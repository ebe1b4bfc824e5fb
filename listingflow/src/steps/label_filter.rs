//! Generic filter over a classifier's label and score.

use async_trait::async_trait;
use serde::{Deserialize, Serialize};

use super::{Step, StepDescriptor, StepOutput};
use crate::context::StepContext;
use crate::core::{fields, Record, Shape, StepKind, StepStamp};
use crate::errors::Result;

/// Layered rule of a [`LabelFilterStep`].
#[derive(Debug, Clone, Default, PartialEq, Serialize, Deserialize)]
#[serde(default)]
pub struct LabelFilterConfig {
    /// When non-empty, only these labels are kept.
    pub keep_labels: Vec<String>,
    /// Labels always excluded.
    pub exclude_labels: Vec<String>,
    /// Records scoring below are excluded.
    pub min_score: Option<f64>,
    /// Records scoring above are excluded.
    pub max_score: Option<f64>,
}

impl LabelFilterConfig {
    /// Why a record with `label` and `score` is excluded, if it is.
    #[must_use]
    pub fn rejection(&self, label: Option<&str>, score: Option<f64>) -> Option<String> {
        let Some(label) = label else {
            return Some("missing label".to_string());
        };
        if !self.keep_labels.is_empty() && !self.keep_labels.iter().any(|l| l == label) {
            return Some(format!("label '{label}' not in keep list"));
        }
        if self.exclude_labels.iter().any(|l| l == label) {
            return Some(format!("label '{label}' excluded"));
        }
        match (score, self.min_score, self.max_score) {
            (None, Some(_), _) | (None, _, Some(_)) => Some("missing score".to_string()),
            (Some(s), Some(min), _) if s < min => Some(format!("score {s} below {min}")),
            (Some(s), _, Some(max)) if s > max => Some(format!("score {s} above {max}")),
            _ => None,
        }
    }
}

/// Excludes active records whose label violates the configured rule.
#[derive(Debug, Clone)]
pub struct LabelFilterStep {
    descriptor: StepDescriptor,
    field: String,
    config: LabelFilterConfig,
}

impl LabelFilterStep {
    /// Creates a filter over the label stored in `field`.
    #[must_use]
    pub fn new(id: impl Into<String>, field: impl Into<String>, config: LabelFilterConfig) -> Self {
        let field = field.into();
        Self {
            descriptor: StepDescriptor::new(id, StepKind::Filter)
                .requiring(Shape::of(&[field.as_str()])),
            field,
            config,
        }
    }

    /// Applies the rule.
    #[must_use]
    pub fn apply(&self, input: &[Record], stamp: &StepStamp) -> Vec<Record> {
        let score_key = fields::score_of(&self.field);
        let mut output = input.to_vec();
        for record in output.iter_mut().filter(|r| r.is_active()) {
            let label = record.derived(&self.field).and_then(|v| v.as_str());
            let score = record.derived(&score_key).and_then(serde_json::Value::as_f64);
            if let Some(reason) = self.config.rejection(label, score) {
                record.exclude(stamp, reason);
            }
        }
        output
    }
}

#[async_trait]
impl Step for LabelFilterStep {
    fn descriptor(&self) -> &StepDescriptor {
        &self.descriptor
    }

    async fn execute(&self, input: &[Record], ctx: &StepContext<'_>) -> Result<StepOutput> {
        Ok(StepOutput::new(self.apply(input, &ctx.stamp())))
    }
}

========

● EXERCISE DETAILS
Go through the records above and copy every line with the word "Deserialize".

● YOUR SOLUTION
use serde::{Deserialize, Serialize};
#[derive(Debug, Clone, Default, PartialEq, Serialize, Deserialize)]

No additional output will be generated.